Collected data entries:
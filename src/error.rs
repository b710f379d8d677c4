use thiserror::Error;

/// 应用程序错误类型
#[derive(Debug, Error)]
pub enum AppError {
    /// 题目生成错误
    #[error("生成错误: {0}")]
    Generation(#[from] GenerationError),
    /// 存储错误
    #[error("存储错误: {0}")]
    Storage(#[from] StorageError),
    /// 配置错误
    #[error("配置错误: {0}")]
    Config(#[from] ConfigError),
    /// 会话状态错误
    #[error("会话错误: {0}")]
    Session(#[from] SessionError),
}

/// 题目生成错误
///
/// 前三种属于瞬时错误（超时、网络、空响应），其余是响应格式问题。
#[derive(Debug, Error)]
pub enum GenerationError {
    /// 请求超时
    #[error("请求超时 ({timeout_secs} 秒)")]
    Timeout { timeout_secs: u64 },
    /// 调用 AI 接口失败
    #[error("AI 接口调用失败: {0}")]
    Request(String),
    /// AI 返回内容为空
    #[error("AI 返回内容为空")]
    EmptyResponse,
    /// 响应无法解析为 JSON
    #[error("无法将 AI 响应解析为 JSON")]
    Parse,
    /// 题目字段校验失败
    #[error("AI 返回的题目格式无效: {0}")]
    InvalidFormat(String),
    /// 批量响应不是数组
    #[error("AI 响应格式无效，应为 JSON 数组")]
    NotAnArray,
    /// 批量响应是空数组
    #[error("AI 返回的题目列表为空")]
    EmptyList,
    /// 批量响应中没有任何有效题目
    #[error("AI 响应中没有有效题目")]
    NoValidQuestions,
    /// 批量大小超出范围
    #[error("批量大小 {requested} 超出范围 [1, {max}]")]
    BatchSizeOutOfRange { requested: usize, max: usize },
    /// 重试次数耗尽
    #[error("题目生成失败 (已尝试 {attempts} 次): {source}")]
    Exhausted {
        attempts: u32,
        #[source]
        source: Box<GenerationError>,
    },
    /// 所有批次都失败
    #[error("没有成功生成任何题目")]
    NothingGenerated,
    /// 测验配置无效，未发出请求
    #[error("测验配置无效: {0}")]
    InvalidConfig(#[from] ConfigError),
}

impl GenerationError {
    /// 是否为瞬时错误（网络/超时类）
    pub fn is_transient(&self) -> bool {
        matches!(
            self,
            GenerationError::Timeout { .. }
                | GenerationError::Request(_)
                | GenerationError::EmptyResponse
        )
    }

    /// 取出重试耗尽前的最后一个错误
    pub fn root_cause(&self) -> &GenerationError {
        match self {
            GenerationError::Exhausted { source, .. } => source.root_cause(),
            other => other,
        }
    }
}

/// 存储错误
#[derive(Debug, Error)]
pub enum StorageError {
    /// 读取失败
    #[error("读取 {key} 失败: {source}")]
    ReadFailed {
        key: String,
        #[source]
        source: std::io::Error,
    },
    /// 写入失败
    #[error("写入 {key} 失败: {source}")]
    WriteFailed {
        key: String,
        #[source]
        source: std::io::Error,
    },
    /// 序列化失败
    #[error("JSON 序列化失败: {0}")]
    Serialize(#[from] serde_json::Error),
    /// 内存存储锁异常
    #[error("存储锁异常: {0}")]
    Lock(String),
    /// 导入内容无效
    #[error("导入的题库格式无效: {0}")]
    InvalidImport(String),
    /// 记录不存在
    #[error("记录不存在: {id}")]
    NotFound { id: String },
}

/// 配置错误
#[derive(Debug, Error)]
pub enum ConfigError {
    /// 缺少 API Key
    #[error("缺少 API Key")]
    MissingApiKey,
    /// 缺少证书名称
    #[error("缺少证书名称")]
    MissingCertificate,
    /// 缺少语言
    #[error("缺少目标语言")]
    MissingLanguage,
    /// 题目数量超出范围
    #[error("题目数量 {count} 超出范围 [{min}, {max}]")]
    QuestionCountOutOfRange { count: usize, min: usize, max: usize },
    /// 环境变量解析失败
    #[error("环境变量 {var_name} 解析失败: 值 '{value}' 无法转换为 {expected_type}")]
    EnvVarParseFailed {
        var_name: String,
        value: String,
        expected_type: String,
    },
    /// 配置文件读取失败
    #[error("读取配置文件失败 ({path}): {source}")]
    FileReadFailed {
        path: String,
        #[source]
        source: std::io::Error,
    },
    /// TOML 解析失败
    #[error("TOML 解析失败 ({path}): {source}")]
    TomlParseFailed {
        path: String,
        #[source]
        source: toml::de::Error,
    },
}

/// 会话状态错误
#[derive(Debug, Error)]
pub enum SessionError {
    /// 会话已经开始
    #[error("会话已经开始")]
    AlreadyStarted,
    /// 当前状态不允许重试
    #[error("当前状态无需重试")]
    NothingToRetry,
    /// 会话已结束
    #[error("会话已结束")]
    Finished,
    /// 答题记录超过已获取的题目数量
    #[error("答题记录数 {answers} 超过已获取题目数 {questions}")]
    AnswerWithoutQuestion { answers: usize, questions: usize },
    /// 测验没有任何题目
    #[error("测验没有题目")]
    NoQuestions,
    /// 保存的会话数据不一致
    #[error("会话数据损坏: {0}")]
    Corrupt(String),
    /// 题目尚未全部获取，不能重新开始
    #[error("题目尚未全部获取 ({acquired}/{target})")]
    QuestionsPending { acquired: usize, target: usize },
}

// ========== 便捷构造函数 ==========

impl AppError {
    /// 创建 AI 接口调用错误
    pub fn request_failed(source: impl std::fmt::Display) -> Self {
        AppError::Generation(GenerationError::Request(source.to_string()))
    }

    /// 创建导入格式错误
    pub fn invalid_import(reason: impl Into<String>) -> Self {
        AppError::Storage(StorageError::InvalidImport(reason.into()))
    }

    /// 创建记录不存在错误
    pub fn not_found(id: impl Into<String>) -> Self {
        AppError::Storage(StorageError::NotFound { id: id.into() })
    }
}

impl From<serde_json::Error> for AppError {
    fn from(err: serde_json::Error) -> Self {
        AppError::Storage(StorageError::Serialize(err))
    }
}

// ========== Result 类型别名 ==========

/// 应用程序结果类型
pub type AppResult<T> = Result<T, AppError>;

REQUIRED ACTION:
All records are to be retyped exactly. None may be omitted.

EXERCISE RESULT:
filename src/error.rs
repository b710f379d8d677c4
use thiserror::Error;

/// 应用程序错误类型
#[derive(Debug, Error)]
pub enum AppError {
    /// 题目生成错误
    #[error("生成错误: {0}")]
    Generation(#[from] GenerationError),
    /// 存储错误
    #[error("存储错误: {0}")]
    Storage(#[from] StorageError),
    /// 配置错误
    #[error("配置错误: {0}")]
    Config(#[from] ConfigError),
    /// 会话状态错误
    #[error("会话错误: {0}")]
    Session(#[from] SessionError),
}

/// 题目生成错误
///
/// 前三种属于瞬时错误（超时、网络、空响应），其余是响应格式问题。
#[derive(Debug, Error)]
pub enum GenerationError {
    /// 请求超时
    #[error("请求超时 ({timeout_secs} 秒)")]
    Timeout { timeout_secs: u64 },
    /// 调用 AI 接口失败
    #[error("AI 接口调用失败: {0}")]
    Request(String),
    /// AI 返回内容为空
    #[error("AI 返回内容为空")]
    EmptyResponse,
    /// 响应无法解析为 JSON
    #[error("无法将 AI 响应解析为 JSON")]
    Parse,
    /// 题目字段校验失败
    #[error("AI 返回的题目格式无效: {0}")]
    InvalidFormat(String),
    /// 批量响应不是数组
    #[error("AI 响应格式无效，应为 JSON 数组")]
    NotAnArray,
    /// 批量响应是空数组
    #[error("AI 返回的题目列表为空")]
    EmptyList,
    /// 批量响应中没有任何有效题目
    #[error("AI 响应中没有有效题目")]
    NoValidQuestions,
    /// 批量大小超出范围
    #[error("批量大小 {requested} 超出范围 [1, {max}]")]
    BatchSizeOutOfRange { requested: usize, max: usize },
    /// 重试次数耗尽
    #[error("题目生成失败 (已尝试 {attempts} 次): {source}")]
    Exhausted {
        attempts: u32,
        #[source]
        source: Box<GenerationError>,
    },
    /// 所有批次都失败
    #[error("没有成功生成任何题目")]
    NothingGenerated,
    /// 测验配置无效，未发出请求
    #[error("测验配置无效: {0}")]
    InvalidConfig(#[from] ConfigError),
}

impl GenerationError {
    /// 是否为瞬时错误（网络/超时类）
    pub fn is_transient(&self) -> bool {
        matches!(
            self,
            GenerationError::Timeout { .. }
                | GenerationError::Request(_)
                | GenerationError::EmptyResponse
        )
    }

    /// 取出重试耗尽前的最后一个错误
    pub fn root_cause(&self) -> &GenerationError {
        match self {
            GenerationError::Exhausted { source, .. } => source.root_cause(),
            other => other,
        }
    }
}

/// 存储错误
#[derive(Debug, Error)]
pub enum StorageError {
    /// 读取失败
    #[error("读取 {key} 失败: {source}")]
    ReadFailed {
        key: String,
        #[source]
        source: std::io::Error,
    },
    /// 写入失败
    #[error("写入 {key} 失败: {source}")]
    WriteFailed {
        key: String,
        #[source]
        source: std::io::Error,
    },
    /// 序列化失败
    #[error("JSON 序列化失败: {0}")]
    Serialize(#[from] serde_json::Error),
    /// 内存存储锁异常
    #[error("存储锁异常: {0}")]
    Lock(String),
    /// 导入内容无效
    #[error("导入的题库格式无效: {0}")]
    InvalidImport(String),
    /// 记录不存在
    #[error("记录不存在: {id}")]
    NotFound { id: String },
}

/// 配置错误
#[derive(Debug, Error)]
pub enum ConfigError {
    /// 缺少 API Key
    #[error("缺少 API Key")]
    MissingApiKey,
    /// 缺少证书名称
    #[error("缺少证书名称")]
    MissingCertificate,
    /// 缺少语言
    #[error("缺少目标语言")]
    MissingLanguage,
    /// 题目数量超出范围
    #[error("题目数量 {count} 超出范围 [{min}, {max}]")]
    QuestionCountOutOfRange { count: usize, min: usize, max: usize },
    /// 环境变量解析失败
    #[error("环境变量 {var_name} 解析失败: 值 '{value}' 无法转换为 {expected_type}")]
    EnvVarParseFailed {
        var_name: String,
        value: String,
        expected_type: String,
    },
    /// 配置文件读取失败
    #[error("读取配置文件失败 ({path}): {source}")]
    FileReadFailed {
        path: String,
        #[source]
        source: std::io::Error,
    },
    /// TOML 解析失败
    #[error("TOML 解析失败 ({path}): {source}")]
    TomlParseFailed {
        path: String,
        #[source]
        source: toml::de::Error,
    },
}

/// 会话状态错误
#[derive(Debug, Error)]
pub enum SessionError {
    /// 会话已经开始
    #[error("会话已经开始")]
    AlreadyStarted,
    /// 当前状态不允许重试
    #[error("当前状态无需重试")]
    NothingToRetry,
    /// 会话已结束
    #[error("会话已结束")]
    Finished,
    /// 答题记录超过已获取的题目数量
    #[error("答题记录数 {answers} 超过已获取题目数 {questions}")]
    AnswerWithoutQuestion { answers: usize, questions: usize },
    /// 测验没有任何题目
    #[error("测验没有题目")]
    NoQuestions,
    /// 保存的会话数据不一致
    #[error("会话数据损坏: {0}")]
    Corrupt(String),
    /// 题目尚未全部获取，不能重新开始
    #[error("题目尚未全部获取 ({acquired}/{target})")]
    QuestionsPending { acquired: usize, target: usize },
}

// ========== 便捷构造函数 ==========

impl AppError {
    /// 创建 AI 接口调用错误
    pub fn request_failed(source: impl std::fmt::Display) -> Self {
        AppError::Generation(GenerationError::Request(source.to_string()))
    }

    /// 创建导入格式错误
    pub fn invalid_import(reason: impl Into<String>) -> Self {
        AppError::Storage(StorageError::InvalidImport(reason.into()))
    }

    /// 创建记录不存在错误
    pub fn not_found(id: impl Into<String>) -> Self {
        AppError::Storage(StorageError::NotFound { id: id.into() })
    }
}

impl From<serde_json::Error> for AppError {
    fn from(err: serde_json::Error) -> Self {
        AppError::Storage(StorageError::Serialize(err))
    }
}

// ========== Result 类型别名 ==========

/// 应用程序结果类型
pub type AppResult<T> = Result<T, AppError>;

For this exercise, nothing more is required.